The situation calls for a framework that helps assess and forecast the financial conditions of companies under scenarios unfolded by COVID-19. The framework's prime goals are to spot early potential problems about the availability of working capital, and to identify actions to ensure adequate cash flow.
Below are four basic guides to establishing such a framework.
1. Assemble a core financial risk management team
Its main role is to manage a company's liquidity risk during the COVID-19 outbreak. It could be composed of the chief financial officer as the team leader, representatives from treasury, credit, legal, business development, and a financial analyst.
It is vital to keep the team small and nimble with full decision-making authority.

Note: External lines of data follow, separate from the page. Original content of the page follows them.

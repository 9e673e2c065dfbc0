//! Coarse 11-step tint/shade/tone previews.
//!
//! These reproduce the classic tinycolor semantics the variation previews
//! were built on: tints mix toward white and shades toward black per RGB
//! channel, tones desaturate and darken in HSL. The tone ramp is a
//! documented approximation of "add grey", not a tonal-color-space
//! computation — keep it that way.

use std::str::FromStr;

use glow_color::color::{Hsl, hsl_to_rgb};
use glow_color::{Color, ColorParseError};

/// How to derive a variation ramp from a seed.
#[derive(Debug, Clone, Copy, PartialEq, Eq, Hash)]
pub enum VariationMethod {
    /// Mix toward white.
    Tint,
    /// Mix toward black.
    Shade,
    /// Desaturate and slightly darken ("add grey").
    Tone,
}

impl FromStr for VariationMethod {
    type Err = ColorParseError;

    fn from_str(s: &str) -> Result<Self, Self::Err> {
        match s {
            "tint" => Ok(Self::Tint),
            "shade" => Ok(Self::Shade),
            "tone" => Ok(Self::Tone),
            other => Err(ColorParseError(other.to_owned())),
        }
    }
}

/// Generate the 11-color variation ramp for a seed.
///
/// Step `i` in `0..=10` applies `10 * i` percent of the method, so the
/// first entry is always the seed itself and the last is the full
/// application (white for tints, black for shades).
#[must_use]
pub fn variations(seed: Color, method: VariationMethod) -> Vec<Color> {
    (0..=10)
        .map(|i| {
            let percentage = f64::from(i) * 10.0;
            match method {
                VariationMethod::Tint => mix_rgb(seed, (255, 255, 255), percentage),
                VariationMethod::Shade => mix_rgb(seed, (0, 0, 0), percentage),
                VariationMethod::Tone => tone(seed, percentage),
            }
        })
        .collect()
}

/// Mix `percentage`% toward a target, per 8-bit RGB channel.
fn mix_rgb(color: Color, target: (u8, u8, u8), percentage: f64) -> Color {
    let t = (percentage / 100.0).clamp(0.0, 1.0);
    let (r, g, b) = color.to_rgb8();
    let channel = |from: u8, to: u8| -> u8 {
        let mixed = f64::from(from) + (f64::from(to) - f64::from(from)) * t;
        #[allow(clippy::cast_possible_truncation, clippy::cast_sign_loss)]
        {
            (mixed + 0.5).clamp(0.0, 255.0) as u8
        }
    };
    let (tr, tg, tb) = target;
    Color::rgb8(channel(r, tr), channel(g, tg), channel(b, tb))
}

/// Approximate a tone: drop `percentage / 2` HSL saturation points and
/// `percentage / 4` lightness points.
fn tone(color: Color, percentage: f64) -> Color {
    let hsl = color.to_hsl();
    let toned = Hsl {
        h: hsl.h,
        s: (hsl.s - percentage / 2.0).clamp(0.0, 100.0),
        l: (hsl.l - percentage / 4.0).clamp(0.0, 100.0),
    };
    let (r, g, b) = hsl_to_rgb(toned);
    Color::rgb8(r, g, b)
}

// ---------------------------------------------------------------------------
// Tests
// ---------------------------------------------------------------------------
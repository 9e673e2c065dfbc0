//! Warm / cool / neutral classification of a palette.
//!
//! Classification happens on the HSL hue wheel, where the warm band
//! [0°, 90°) covers reds through yellows and the cool band [210°, 330°)
//! covers blues through purples. OKLCH hue would not work here: sRGB
//! yellow sits near 110° in OKLCH, outside any sensible warm band.

use std::fmt;

use glow_color::Color;

/// The overall temperature of a palette.
#[derive(Debug, Clone, Copy, PartialEq, Eq, Hash)]
pub enum Temperature {
    Warm,
    Cool,
    Neutral,
}

impl fmt::Display for Temperature {
    fn fmt(&self, f: &mut fmt::Formatter<'_>) -> fmt::Result {
        f.write_str(match self {
            Self::Warm => "warm",
            Self::Cool => "cool",
            Self::Neutral => "neutral",
        })
    }
}

/// Classify a palette as warm, cool or neutral.
///
/// Counts colors whose HSL hue falls in the warm band [0°, 90°) or the
/// cool band [210°, 330°); the palette is warm when warm colors outnumber
/// cool ones by more than 1.5×, cool in the mirrored case, and neutral
/// otherwise (including palettes of greens, near-greys and mixes).
///
/// # Panics
///
/// The palette must be non-empty; an empty palette has no temperature.
#[must_use]
pub fn temperature(palette: &[Color]) -> Temperature {
    assert!(!palette.is_empty(), "temperature of an empty palette is undefined");

    let mut warm = 0_usize;
    let mut cool = 0_usize;
    for color in palette {
        let hsl = color.to_hsl();
        // Achromatic colors report hue 0 but carry no temperature.
        if hsl.s < 1.0 {
            continue;
        }
        if (0.0..90.0).contains(&hsl.h) {
            warm += 1;
        } else if (210.0..330.0).contains(&hsl.h) {
            cool += 1;
        }
    }

    let warm = warm as f64;
    let cool = cool as f64;
    if warm > 1.5 * cool {
        Temperature::Warm
    } else if cool > 1.5 * warm {
        Temperature::Cool
    } else {
        Temperature::Neutral
    }
}

// ---------------------------------------------------------------------------
// Tests
// ---------------------------------------------------------------------------
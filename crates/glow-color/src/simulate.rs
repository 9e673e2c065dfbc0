//! Color-vision deficiency simulation.
//!
//! Anomalous trichromacy uses the physiologically-based matrices of
//! Machado, Oliveira & Fernandes (2009), severity 0.6, applied in linear
//! sRGB. Achromatopsia is the Rec. 709 linear-luminance grayscale. All
//! transforms are deterministic and total for any in-range color.

use std::str::FromStr;

use thiserror::Error;

use crate::color::{Color, linear_to_srgb, srgb_to_linear};

/// An unrecognized deficiency name reached the engine boundary.
#[derive(Debug, Clone, PartialEq, Eq, Error)]
#[error("unsupported deficiency type: {0:?}")]
pub struct UnsupportedDeficiencyType(pub String);

/// A color-vision deficiency model.
///
/// `None` is the identity — no simulation applied.
#[derive(Debug, Clone, Copy, PartialEq, Eq, Hash, Default)]
pub enum Deficiency {
    #[default]
    None,
    /// Reduced red sensitivity.
    Protanomaly,
    /// Reduced green sensitivity (the most common deficiency).
    Deuteranomaly,
    /// Reduced blue sensitivity.
    Tritanomaly,
    /// Total color blindness.
    Achromatopsia,
}

impl FromStr for Deficiency {
    type Err = UnsupportedDeficiencyType;

    fn from_str(s: &str) -> Result<Self, Self::Err> {
        match s {
            "none" => Ok(Self::None),
            "protanomaly" => Ok(Self::Protanomaly),
            "deuteranomaly" => Ok(Self::Deuteranomaly),
            "tritanomaly" => Ok(Self::Tritanomaly),
            "achromatopsia" => Ok(Self::Achromatopsia),
            other => Err(UnsupportedDeficiencyType(other.to_owned())),
        }
    }
}

// Machado et al. 2009, severity 0.6, row-major on linear (r, g, b).
const PROTANOMALY: [[f64; 3]; 3] = [
    [0.385_450, 0.769_005, -0.154_455],
    [0.100_526, 0.829_802, 0.069_673],
    [-0.007_442, -0.022_190, 1.029_632],
];

const DEUTERANOMALY: [[f64; 3]; 3] = [
    [0.547_494, 0.607_765, -0.155_259],
    [0.181_692, 0.781_742, 0.036_566],
    [-0.010_410, 0.027_275, 0.983_136],
];

const TRITANOMALY: [[f64; 3]; 3] = [
    [1.104_996, -0.046_633, -0.058_363],
    [-0.032_137, 0.971_635, 0.060_503],
    [0.001_336, 0.317_922, 0.680_742],
];

/// Simulate how a color appears under the given deficiency.
///
/// Deterministic: the same input always yields the same output.
/// [`Deficiency::None`] returns the input unchanged.
#[must_use]
pub fn simulate(color: Color, deficiency: Deficiency) -> Color {
    let matrix = match deficiency {
        Deficiency::None => return color,
        Deficiency::Protanomaly => &PROTANOMALY,
        Deficiency::Deuteranomaly => &DEUTERANOMALY,
        Deficiency::Tritanomaly => &TRITANOMALY,
        Deficiency::Achromatopsia => return grayscale(color),
    };

    let (r, g, b) = color.to_srgb();
    let (lr, lg, lb) = (srgb_to_linear(r), srgb_to_linear(g), srgb_to_linear(b));

    let apply = |row: &[f64; 3]| -> f64 {
        (row[0] * lr + row[1] * lg + row[2] * lb).clamp(0.0, 1.0)
    };

    Color::srgb(
        linear_to_srgb(apply(&matrix[0])),
        linear_to_srgb(apply(&matrix[1])),
        linear_to_srgb(apply(&matrix[2])),
    )
}

/// Collapse a color to its Rec. 709 luminance gray.
fn grayscale(color: Color) -> Color {
    let (r, g, b) = color.to_srgb();
    let y = 0.2126 * srgb_to_linear(r) + 0.7152 * srgb_to_linear(g) + 0.0722 * srgb_to_linear(b);
    let v = linear_to_srgb(y.clamp(0.0, 1.0));
    Color::srgb(v, v, v)
}

// ---------------------------------------------------------------------------
// Tests
// ---------------------------------------------------------------------------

2. Conduct rapid assessments of liquidity risk iteratively
Both internal data and publicly available sources could be used in the assessments. For variables that directly affect the company's revenue and cost, their input values should be calculated with rigorous analytics.

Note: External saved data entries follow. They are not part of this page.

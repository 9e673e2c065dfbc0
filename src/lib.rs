//! # Glowlytics — color science and theme-generation engine
//!
//! The engine behind the Glowlytics palette tool: color-space
//! conversion, WCAG contrast evaluation, color-vision deficiency
//! simulation, harmony/tint/shade derivation, palette temperature
//! analysis, and Power BI theme synthesis with shape validation.
//!
//! The UI shell supplies hex strings and enum values; the engine returns
//! derived colors, classifications and serializable theme records. Every
//! operation is a pure, synchronous function — no I/O, no shared state,
//! no retries.
//!
//! ```
//! use glowlytics::{Color, Harmony, ThemeOptions};
//!
//! let seed = Color::from_hex("#1f77b4")?;
//! let triad = glowlytics::harmony(seed, Harmony::Triadic);
//! let theme = glowlytics::synthesize(&triad, "Ocean", &ThemeOptions::default());
//! assert!(glowlytics::validate(&theme).valid);
//! # Ok::<(), glowlytics::ColorParseError>(())
//! ```

pub use glow_color::contrast::{
    AA_NORMAL, AAA_NORMAL, LIGHT_TEXT, best_foreground, contrast_ratio, dark_text,
    readable_foreground, relative_luminance,
};
pub use glow_color::simulate::simulate;
pub use glow_color::{Color, ColorParseError, Deficiency, Hsl, UnsupportedDeficiencyType};
pub use glow_theme::export;
pub use glow_theme::{
    Harmony, PowerBiTheme, Ramp, Temperature, ThemeOptions, ThemeValidation,
    UnsupportedHarmonyType, VariationMethod, harmony, synthesize, temperature, tints_and_shades,
    validate, variations,
};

The assessments typically include the modelling and forecasting of cash flow, profit and loss, and balance sheet in different business scenarios, which are tailored to the company's current financial circumstances by the core financial risk management team.
The scenarios should also take customers' credit risk during the outbreak into account, especially when the customers:
- Delay payments
- Default on payments
- Demand to extend payment terms
- Have cash flow strains
- Have their own customers delay or default on payments to them
- Have their sectors directly affected by COVID-19
- Have their businesses shut down
- File for bankruptcy
Thorough assessments will lend insights into the crucial liquidity issues in each scenario. The core financial risk management team can then sort the issues by using a grading scale to present an overview of COVID-19's implications for the company and where the most critical issues lie.

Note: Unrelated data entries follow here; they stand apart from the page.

//! Harmony generation and perceptual tint/shade ramps.
//!
//! Harmonies rotate the seed's OKLCH hue by fixed offsets while holding
//! lightness and chroma, so every member reads as "the same color,
//! elsewhere on the wheel". HSL would not give that: rotating HSL hue
//! changes perceived brightness and produces visibly uneven sets.

use std::str::FromStr;

use glow_color::Color;
use thiserror::Error;

/// An unrecognized harmony name reached the engine boundary.
#[derive(Debug, Clone, PartialEq, Eq, Error)]
#[error("unsupported harmony type: {0:?}")]
pub struct UnsupportedHarmonyType(pub String);

/// A fixed hue-offset pattern for deriving related colors from a seed.
#[derive(Debug, Clone, Copy, PartialEq, Eq, Hash)]
pub enum Harmony {
    /// Seed + 180°.
    Complementary,
    /// Seed + 120° + 240°.
    Triadic,
    /// Seed ± 30°.
    Analogous,
    /// Seed + 150° + 210°.
    SplitComplementary,
    /// Seed + 90° + 180° + 270°.
    Tetradic,
}

impl Harmony {
    /// Hue offsets in degrees for the non-seed members, in output order.
    #[must_use]
    pub const fn offsets(self) -> &'static [f64] {
        match self {
            Self::Complementary => &[180.0],
            Self::Triadic => &[120.0, 240.0],
            Self::Analogous => &[30.0, -30.0],
            Self::SplitComplementary => &[150.0, 210.0],
            Self::Tetradic => &[90.0, 180.0, 270.0],
        }
    }
}

impl FromStr for Harmony {
    type Err = UnsupportedHarmonyType;

    fn from_str(s: &str) -> Result<Self, Self::Err> {
        match s {
            "complementary" => Ok(Self::Complementary),
            "triadic" => Ok(Self::Triadic),
            "analogous" => Ok(Self::Analogous),
            "split-complementary" => Ok(Self::SplitComplementary),
            "tetradic" => Ok(Self::Tetradic),
            other => Err(UnsupportedHarmonyType(other.to_owned())),
        }
    }
}

/// Generate a harmony set from a seed color, seed always first.
///
/// Lightness and chroma are held from the seed; rotated members are
/// gamut-mapped, since a hue that supports the seed's chroma may not
/// support it elsewhere on the wheel.
#[must_use]
pub fn harmony(seed: Color, kind: Harmony) -> Vec<Color> {
    let mut colors = Vec::with_capacity(1 + kind.offsets().len());
    colors.push(seed);
    for &offset in kind.offsets() {
        colors.push(seed.shift_hue(offset).to_gamut());
    }
    colors
}

/// A tint/shade ramp derived from one seed.
#[derive(Debug, Clone, PartialEq)]
pub struct Ramp {
    /// Progressively lighter variants, nearest-to-seed first.
    pub tints: Vec<Color>,
    /// Progressively darker variants, nearest-to-seed first.
    pub shades: Vec<Color>,
}

/// Generate `steps` tints and `steps` shades of a seed color.
///
/// Step `i` (1-based) lightens or darkens by `0.15 * i` OKLCH lightness,
/// clamped at the [0, 1] boundary. Tints lose a little chroma per step
/// (`× (1 - 0.05 * i)`, floored at 0) so near-white ends don't read
/// oversaturated; shades gain a little (`× (1 + 0.05 * i)`) and are
/// gamut-mapped. Hue is held throughout. Tint lightness is non-decreasing
/// in `i` and shade lightness non-increasing, for any seed.
#[must_use]
pub fn tints_and_shades(seed: Color, steps: usize) -> Ramp {
    let mut tints = Vec::with_capacity(steps);
    let mut shades = Vec::with_capacity(steps);

    for i in 1..=steps {
        let delta = 0.15 * i as f64;
        let scale = 0.05 * i as f64;
        tints.push(seed.lighten(delta).scale_chroma((1.0 - scale).max(0.0)).to_gamut());
        shades.push(seed.darken(delta).scale_chroma(1.0 + scale).to_gamut());
    }

    Ramp { tints, shades }
}

// ---------------------------------------------------------------------------
// Tests
// ---------------------------------------------------------------------------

As the situations surrounding COVID-19 develop, the core financial risk management team should perform assessments regularly to stay up to date with any shifts in the seriousness of potential cash flow issues.
By giving greater visibility to cash, the team helps the company maintain control and be proactive in coping with the uncertainty that COVID-19 causes.
3. Run financial stress tests in parallel with the risk assessments under each business scenario
Stress testing the company's capital requirements frequently helps the core financial risk management team present an informed view of the company's liquidity during the outbreak. Stress tests also give the company a clear idea about how their finances might be handled in dire circumstances.
4. Find remedies to cash flow risk
Based on the risk assessments and financial stress tests in the alternative business scenarios, the core financial risk management team could outline courses of action to prevent potential cash flow issues from impairing liquidity. Common examples include optimising accounts payable and accounts receivable and reducing costs.